:: Entries supplied ::
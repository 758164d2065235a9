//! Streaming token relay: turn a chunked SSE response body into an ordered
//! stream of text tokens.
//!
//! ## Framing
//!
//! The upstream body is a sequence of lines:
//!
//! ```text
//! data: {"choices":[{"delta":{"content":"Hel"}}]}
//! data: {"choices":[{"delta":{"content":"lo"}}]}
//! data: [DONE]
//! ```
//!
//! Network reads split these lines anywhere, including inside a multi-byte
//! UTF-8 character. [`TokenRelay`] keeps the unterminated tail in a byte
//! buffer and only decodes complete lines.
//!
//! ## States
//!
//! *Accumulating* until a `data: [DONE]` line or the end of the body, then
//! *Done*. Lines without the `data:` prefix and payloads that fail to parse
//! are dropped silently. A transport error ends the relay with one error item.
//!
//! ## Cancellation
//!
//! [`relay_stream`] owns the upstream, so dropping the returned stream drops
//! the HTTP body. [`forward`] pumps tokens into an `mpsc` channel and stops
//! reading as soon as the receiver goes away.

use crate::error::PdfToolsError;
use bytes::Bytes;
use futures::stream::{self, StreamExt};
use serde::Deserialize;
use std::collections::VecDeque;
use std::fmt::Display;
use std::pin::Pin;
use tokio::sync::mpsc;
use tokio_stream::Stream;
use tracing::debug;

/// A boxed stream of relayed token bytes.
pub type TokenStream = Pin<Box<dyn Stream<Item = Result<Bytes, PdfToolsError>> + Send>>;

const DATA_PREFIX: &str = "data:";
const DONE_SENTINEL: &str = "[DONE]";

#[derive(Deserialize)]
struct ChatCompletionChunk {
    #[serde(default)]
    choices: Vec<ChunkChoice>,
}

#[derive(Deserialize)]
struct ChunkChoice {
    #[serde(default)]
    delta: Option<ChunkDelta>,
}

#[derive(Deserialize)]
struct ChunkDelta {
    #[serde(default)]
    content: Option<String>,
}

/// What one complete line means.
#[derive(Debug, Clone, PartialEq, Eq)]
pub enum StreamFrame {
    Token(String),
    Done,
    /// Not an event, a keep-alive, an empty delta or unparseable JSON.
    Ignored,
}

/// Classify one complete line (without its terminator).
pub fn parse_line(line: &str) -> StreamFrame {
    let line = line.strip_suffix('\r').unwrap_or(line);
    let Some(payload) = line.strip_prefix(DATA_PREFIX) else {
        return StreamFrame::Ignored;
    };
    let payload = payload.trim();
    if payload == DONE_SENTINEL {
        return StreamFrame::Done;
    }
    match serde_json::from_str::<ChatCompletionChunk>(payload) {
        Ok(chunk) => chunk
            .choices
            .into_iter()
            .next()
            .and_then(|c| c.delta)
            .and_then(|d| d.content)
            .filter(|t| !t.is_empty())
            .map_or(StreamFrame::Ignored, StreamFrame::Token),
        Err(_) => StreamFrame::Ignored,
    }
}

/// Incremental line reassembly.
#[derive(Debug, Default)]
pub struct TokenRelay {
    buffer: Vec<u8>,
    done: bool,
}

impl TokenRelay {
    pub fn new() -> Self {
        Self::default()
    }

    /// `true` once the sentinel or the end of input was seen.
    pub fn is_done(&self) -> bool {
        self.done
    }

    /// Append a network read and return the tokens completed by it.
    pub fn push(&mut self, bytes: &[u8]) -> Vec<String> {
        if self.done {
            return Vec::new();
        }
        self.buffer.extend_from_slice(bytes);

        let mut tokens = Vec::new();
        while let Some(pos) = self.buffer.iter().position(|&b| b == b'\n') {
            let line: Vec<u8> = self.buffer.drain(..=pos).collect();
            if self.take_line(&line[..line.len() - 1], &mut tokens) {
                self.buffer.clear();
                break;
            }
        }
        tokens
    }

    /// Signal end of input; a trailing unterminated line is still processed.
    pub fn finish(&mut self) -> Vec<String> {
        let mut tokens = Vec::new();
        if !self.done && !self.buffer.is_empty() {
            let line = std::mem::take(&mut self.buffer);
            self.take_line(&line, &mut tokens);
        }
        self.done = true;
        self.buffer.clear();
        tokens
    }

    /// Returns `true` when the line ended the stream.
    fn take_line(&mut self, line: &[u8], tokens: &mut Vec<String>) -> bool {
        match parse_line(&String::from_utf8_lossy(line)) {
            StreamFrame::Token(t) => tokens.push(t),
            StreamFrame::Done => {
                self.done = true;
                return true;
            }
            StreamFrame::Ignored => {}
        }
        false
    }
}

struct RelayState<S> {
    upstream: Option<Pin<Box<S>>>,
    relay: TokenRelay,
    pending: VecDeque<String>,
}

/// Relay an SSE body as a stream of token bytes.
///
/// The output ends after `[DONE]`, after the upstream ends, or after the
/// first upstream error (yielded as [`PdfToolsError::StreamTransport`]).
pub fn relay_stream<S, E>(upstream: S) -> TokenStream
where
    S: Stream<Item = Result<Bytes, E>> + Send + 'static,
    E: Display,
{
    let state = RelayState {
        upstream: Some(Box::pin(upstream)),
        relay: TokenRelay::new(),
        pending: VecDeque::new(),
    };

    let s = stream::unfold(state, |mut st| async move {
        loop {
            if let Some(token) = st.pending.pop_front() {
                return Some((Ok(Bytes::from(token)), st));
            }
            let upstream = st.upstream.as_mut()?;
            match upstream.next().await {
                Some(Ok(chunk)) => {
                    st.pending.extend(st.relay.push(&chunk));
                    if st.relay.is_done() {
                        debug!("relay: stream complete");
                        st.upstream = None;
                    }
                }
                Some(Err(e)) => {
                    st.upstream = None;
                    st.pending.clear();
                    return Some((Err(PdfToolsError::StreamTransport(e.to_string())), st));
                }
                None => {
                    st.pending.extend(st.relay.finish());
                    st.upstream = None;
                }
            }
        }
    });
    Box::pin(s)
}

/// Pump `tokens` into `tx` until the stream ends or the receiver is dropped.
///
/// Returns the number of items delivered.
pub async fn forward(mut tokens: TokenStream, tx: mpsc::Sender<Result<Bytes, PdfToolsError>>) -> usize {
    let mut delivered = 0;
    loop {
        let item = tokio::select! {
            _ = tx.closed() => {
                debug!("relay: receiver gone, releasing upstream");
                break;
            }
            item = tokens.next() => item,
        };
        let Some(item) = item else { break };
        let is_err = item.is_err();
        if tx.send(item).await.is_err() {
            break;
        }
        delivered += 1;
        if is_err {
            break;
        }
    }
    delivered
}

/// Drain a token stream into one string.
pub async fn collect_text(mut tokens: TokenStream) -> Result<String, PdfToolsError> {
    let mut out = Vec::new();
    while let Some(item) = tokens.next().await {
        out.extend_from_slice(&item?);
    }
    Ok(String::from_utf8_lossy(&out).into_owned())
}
:::
:: Entries supplied ::
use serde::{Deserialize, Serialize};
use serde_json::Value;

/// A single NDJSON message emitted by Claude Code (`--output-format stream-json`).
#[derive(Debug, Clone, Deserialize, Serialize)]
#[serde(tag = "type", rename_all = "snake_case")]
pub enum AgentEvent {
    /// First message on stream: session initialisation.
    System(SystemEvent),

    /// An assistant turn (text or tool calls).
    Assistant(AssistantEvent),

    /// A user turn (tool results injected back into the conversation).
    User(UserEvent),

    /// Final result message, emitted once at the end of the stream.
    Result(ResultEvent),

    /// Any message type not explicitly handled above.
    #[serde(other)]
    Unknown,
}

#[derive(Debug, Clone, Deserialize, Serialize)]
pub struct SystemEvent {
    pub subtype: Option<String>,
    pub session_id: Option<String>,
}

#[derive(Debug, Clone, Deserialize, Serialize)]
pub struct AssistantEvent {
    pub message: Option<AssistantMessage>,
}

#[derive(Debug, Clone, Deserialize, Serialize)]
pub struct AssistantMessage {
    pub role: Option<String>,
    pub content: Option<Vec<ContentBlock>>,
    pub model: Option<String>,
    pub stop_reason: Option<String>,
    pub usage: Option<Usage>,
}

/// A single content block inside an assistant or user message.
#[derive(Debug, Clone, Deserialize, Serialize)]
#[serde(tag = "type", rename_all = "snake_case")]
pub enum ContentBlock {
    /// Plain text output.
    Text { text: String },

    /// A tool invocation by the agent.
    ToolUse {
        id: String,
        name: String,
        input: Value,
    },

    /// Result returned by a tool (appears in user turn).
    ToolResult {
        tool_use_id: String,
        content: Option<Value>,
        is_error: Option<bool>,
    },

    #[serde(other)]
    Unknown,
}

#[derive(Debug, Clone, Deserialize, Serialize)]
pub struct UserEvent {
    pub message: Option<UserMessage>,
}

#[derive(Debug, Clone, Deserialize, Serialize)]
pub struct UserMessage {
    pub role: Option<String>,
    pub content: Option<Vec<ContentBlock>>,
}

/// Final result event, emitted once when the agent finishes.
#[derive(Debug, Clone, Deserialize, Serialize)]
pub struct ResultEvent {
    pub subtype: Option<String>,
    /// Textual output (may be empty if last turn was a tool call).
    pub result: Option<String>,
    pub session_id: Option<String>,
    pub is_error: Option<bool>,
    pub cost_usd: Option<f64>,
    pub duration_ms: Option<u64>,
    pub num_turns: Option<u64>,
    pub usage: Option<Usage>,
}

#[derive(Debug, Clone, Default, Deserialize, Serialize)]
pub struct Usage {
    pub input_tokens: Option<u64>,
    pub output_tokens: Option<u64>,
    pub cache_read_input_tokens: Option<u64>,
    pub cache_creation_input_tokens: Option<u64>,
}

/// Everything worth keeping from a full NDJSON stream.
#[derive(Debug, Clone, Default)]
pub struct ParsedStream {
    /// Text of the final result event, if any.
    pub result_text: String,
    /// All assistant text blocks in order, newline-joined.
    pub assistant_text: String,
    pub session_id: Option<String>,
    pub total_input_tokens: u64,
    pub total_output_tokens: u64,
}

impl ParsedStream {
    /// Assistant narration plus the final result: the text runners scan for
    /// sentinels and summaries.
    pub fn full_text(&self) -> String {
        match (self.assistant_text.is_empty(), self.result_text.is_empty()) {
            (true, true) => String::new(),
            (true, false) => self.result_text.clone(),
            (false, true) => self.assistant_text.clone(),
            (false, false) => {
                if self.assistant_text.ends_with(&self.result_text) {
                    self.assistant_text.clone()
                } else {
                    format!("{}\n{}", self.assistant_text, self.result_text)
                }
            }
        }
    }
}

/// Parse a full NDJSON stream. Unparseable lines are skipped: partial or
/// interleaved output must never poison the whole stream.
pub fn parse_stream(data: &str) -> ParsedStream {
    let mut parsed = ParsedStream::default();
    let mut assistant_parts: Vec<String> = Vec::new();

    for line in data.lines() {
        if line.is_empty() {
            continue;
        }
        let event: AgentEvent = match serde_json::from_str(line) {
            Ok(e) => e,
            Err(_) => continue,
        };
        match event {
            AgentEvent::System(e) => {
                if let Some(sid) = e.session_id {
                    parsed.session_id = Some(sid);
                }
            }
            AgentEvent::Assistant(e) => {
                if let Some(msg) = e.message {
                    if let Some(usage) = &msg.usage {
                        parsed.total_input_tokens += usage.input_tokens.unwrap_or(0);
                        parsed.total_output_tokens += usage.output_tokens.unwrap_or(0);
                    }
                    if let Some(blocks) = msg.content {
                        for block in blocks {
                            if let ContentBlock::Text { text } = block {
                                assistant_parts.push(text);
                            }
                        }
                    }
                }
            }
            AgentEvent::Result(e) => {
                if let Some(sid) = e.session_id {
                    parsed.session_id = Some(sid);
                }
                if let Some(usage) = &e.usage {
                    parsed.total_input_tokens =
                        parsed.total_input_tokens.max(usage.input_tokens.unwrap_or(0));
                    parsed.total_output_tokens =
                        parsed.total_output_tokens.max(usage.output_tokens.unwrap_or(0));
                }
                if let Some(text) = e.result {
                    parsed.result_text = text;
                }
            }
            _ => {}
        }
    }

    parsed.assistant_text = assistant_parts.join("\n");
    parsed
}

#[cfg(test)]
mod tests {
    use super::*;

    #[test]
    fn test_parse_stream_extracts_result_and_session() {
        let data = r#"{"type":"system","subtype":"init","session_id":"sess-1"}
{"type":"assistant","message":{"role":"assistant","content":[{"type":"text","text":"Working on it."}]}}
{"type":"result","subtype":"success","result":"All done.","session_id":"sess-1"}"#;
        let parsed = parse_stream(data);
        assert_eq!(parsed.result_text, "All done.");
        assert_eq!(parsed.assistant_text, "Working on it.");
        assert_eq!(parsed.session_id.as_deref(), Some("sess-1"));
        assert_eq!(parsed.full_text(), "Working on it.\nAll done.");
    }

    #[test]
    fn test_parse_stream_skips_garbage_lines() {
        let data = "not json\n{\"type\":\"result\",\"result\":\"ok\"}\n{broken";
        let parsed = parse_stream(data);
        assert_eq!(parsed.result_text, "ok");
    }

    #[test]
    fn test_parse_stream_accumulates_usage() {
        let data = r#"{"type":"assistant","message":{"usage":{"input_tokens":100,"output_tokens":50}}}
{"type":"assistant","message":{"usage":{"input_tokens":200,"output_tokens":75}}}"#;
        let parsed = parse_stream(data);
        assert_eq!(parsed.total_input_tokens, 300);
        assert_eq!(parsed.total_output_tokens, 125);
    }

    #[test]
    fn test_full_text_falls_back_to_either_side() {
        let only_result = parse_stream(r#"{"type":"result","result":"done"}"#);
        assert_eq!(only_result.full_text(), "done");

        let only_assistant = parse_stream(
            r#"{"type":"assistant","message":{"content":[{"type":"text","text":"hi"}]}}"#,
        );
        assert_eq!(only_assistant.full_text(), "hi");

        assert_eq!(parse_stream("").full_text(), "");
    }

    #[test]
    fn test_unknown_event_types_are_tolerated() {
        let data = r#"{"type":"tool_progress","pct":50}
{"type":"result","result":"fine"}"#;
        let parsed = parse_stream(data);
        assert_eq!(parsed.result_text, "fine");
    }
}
:::
:: Entries supplied ::
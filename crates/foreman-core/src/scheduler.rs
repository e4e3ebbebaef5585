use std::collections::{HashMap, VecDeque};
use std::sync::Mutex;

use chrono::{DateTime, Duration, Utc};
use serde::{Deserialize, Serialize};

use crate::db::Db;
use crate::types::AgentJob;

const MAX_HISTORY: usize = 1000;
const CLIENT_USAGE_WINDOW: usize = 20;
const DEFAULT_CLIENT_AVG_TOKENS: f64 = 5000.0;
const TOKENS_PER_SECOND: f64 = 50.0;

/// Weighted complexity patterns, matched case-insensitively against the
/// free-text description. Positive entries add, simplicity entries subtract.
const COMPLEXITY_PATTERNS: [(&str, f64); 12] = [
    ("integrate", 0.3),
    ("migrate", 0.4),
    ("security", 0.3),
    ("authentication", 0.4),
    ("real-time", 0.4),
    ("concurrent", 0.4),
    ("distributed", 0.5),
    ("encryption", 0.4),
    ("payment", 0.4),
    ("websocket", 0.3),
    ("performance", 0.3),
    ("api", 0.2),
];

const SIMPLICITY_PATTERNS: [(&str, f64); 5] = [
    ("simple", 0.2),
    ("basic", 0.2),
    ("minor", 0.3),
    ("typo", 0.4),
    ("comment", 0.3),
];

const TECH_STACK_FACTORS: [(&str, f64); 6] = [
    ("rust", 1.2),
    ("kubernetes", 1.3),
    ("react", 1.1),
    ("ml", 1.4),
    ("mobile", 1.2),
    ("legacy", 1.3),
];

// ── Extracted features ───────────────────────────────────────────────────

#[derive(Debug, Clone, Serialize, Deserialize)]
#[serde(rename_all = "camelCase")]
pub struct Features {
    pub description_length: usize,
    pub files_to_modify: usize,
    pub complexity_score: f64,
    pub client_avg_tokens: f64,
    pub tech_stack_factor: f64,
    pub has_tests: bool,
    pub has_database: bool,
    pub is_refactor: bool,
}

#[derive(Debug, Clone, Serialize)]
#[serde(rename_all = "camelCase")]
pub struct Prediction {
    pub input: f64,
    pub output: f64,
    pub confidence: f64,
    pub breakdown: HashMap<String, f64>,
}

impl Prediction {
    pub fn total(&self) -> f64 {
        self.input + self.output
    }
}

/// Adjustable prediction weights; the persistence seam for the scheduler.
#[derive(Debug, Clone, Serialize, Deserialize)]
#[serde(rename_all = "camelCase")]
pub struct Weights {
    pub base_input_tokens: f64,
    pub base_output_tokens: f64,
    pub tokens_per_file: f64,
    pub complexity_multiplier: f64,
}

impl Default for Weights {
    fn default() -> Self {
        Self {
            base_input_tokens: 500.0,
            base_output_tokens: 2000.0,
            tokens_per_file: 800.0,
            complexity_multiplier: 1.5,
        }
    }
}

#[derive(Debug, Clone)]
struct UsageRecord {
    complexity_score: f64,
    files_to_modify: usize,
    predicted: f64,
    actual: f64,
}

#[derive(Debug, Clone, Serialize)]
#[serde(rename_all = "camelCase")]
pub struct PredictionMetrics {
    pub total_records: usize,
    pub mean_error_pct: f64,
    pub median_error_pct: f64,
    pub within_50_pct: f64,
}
:::
• **Exercise**
Copy each line in the listing where "unterminated" appears.

• **Solution to this exercise**
//! UTF-8 character. [`TokenRelay`] keeps the unterminated tail in a byte
    /// Signal end of input; a trailing unterminated line is still processed.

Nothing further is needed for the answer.